----- Data provided -----

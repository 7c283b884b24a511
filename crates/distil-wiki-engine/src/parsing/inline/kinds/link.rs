/// Bracketed wiki-link: `[Page Name]`.
pub struct WikiLink;

impl WikiLink {
    pub const OPEN: &'static [u8; 1] = b"[";
    pub const CLOSE: &'static [u8; 1] = b"]";
    /// Punctuation kept in a link key; everything else non-alphanumeric is dropped.
    pub const KEY_PUNCTUATION: &'static [char] = &['-', '_', '.', ':'];
}

/// Citation link: `[cite:smith2020]`.
pub struct CiteLink;

impl CiteLink {
    pub const OPEN: &'static [u8; 6] = b"[cite:";
    pub const CLOSE: &'static [u8; 1] = b"]";
}

/// Normalizes a wiki-link label into the key used to look the page up.
///
/// Lower-cases, turns each whitespace run into a single hyphen and strips
/// punctuation other than [`WikiLink::KEY_PUNCTUATION`].
pub fn wiki_key(label: &str) -> String {
    label
        .split_whitespace()
        .collect::<Vec<_>>()
        .join("-")
        .to_lowercase()
        .chars()
        .filter(|c| c.is_alphanumeric() || WikiLink::KEY_PUNCTUATION.contains(c))
        .collect()
}
use crate::parsing::{
    Document,
    blocks::{Block, ListItem, MAX_LIST_DEPTH},
    inline::Span,
};

/// Validates parser output invariants.
///
/// Asserts that:
/// - Heading levels are 1 to 3
/// - List runs are non-empty and every list child sits exactly one level below its parent, within the cap
/// - Inline sequences have no empty spans and no adjacent `Text` spans
/// - Span content never contains a line break, except plain text
///
/// # Panics
/// Panics with a descriptive message if any invariant is violated.
pub fn check(doc: &Document) {
    for block in &doc.blocks {
        match block {
            Block::Heading { level, text } => {
                assert!(
                    (1..=3).contains(level),
                    "heading level out of range: {level}"
                );
                check_inline(text);
            }
            Block::Paragraph { text } => check_inline(text),
            Block::List(items) => {
                assert!(!items.is_empty(), "empty list run emitted");
                for item in items {
                    assert_eq!(item.depth, 0, "top-level list item has depth {}", item.depth);
                    check_item(item);
                }
            }
            Block::Preformatted { lines } => {
                assert!(!lines.is_empty(), "empty preformatted block emitted");
            }
        }
    }
}

fn check_item(item: &ListItem) {
    assert!(
        item.depth <= MAX_LIST_DEPTH,
        "list depth {} exceeds cap {MAX_LIST_DEPTH}",
        item.depth
    );
    check_inline(&item.text);
    for child in &item.children {
        assert_eq!(
            child.depth,
            item.depth + 1,
            "child at depth {} under parent at depth {}",
            child.depth,
            item.depth
        );
        check_item(child);
    }
}

fn check_inline(spans: &[Span]) {
    for pair in spans.windows(2) {
        assert!(
            !matches!(pair, [Span::Text(_), Span::Text(_)]),
            "adjacent text spans: {pair:?}"
        );
    }
    for span in spans {
        let content = match span {
            Span::Text(t) => {
                assert!(!t.is_empty(), "empty text span");
                continue;
            }
            Span::Bold(t)
            | Span::Italic(t)
            | Span::Highlight(t)
            | Span::Code(t)
            | Span::WikiLink(t)
            | Span::CiteLink(t)
            | Span::Url(t) => t,
        };
        assert!(!content.is_empty(), "empty span: {span:?}");
        assert!(!content.contains('\n'), "span crosses a line: {span:?}");
    }
}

-----

*Task description*
Reproduce every line from the preceding data in which the word "ListItem" can be found.

*Solved problem*
    blocks::{Block, ListItem, MAX_LIST_DEPTH},
fn check_item(item: &ListItem) {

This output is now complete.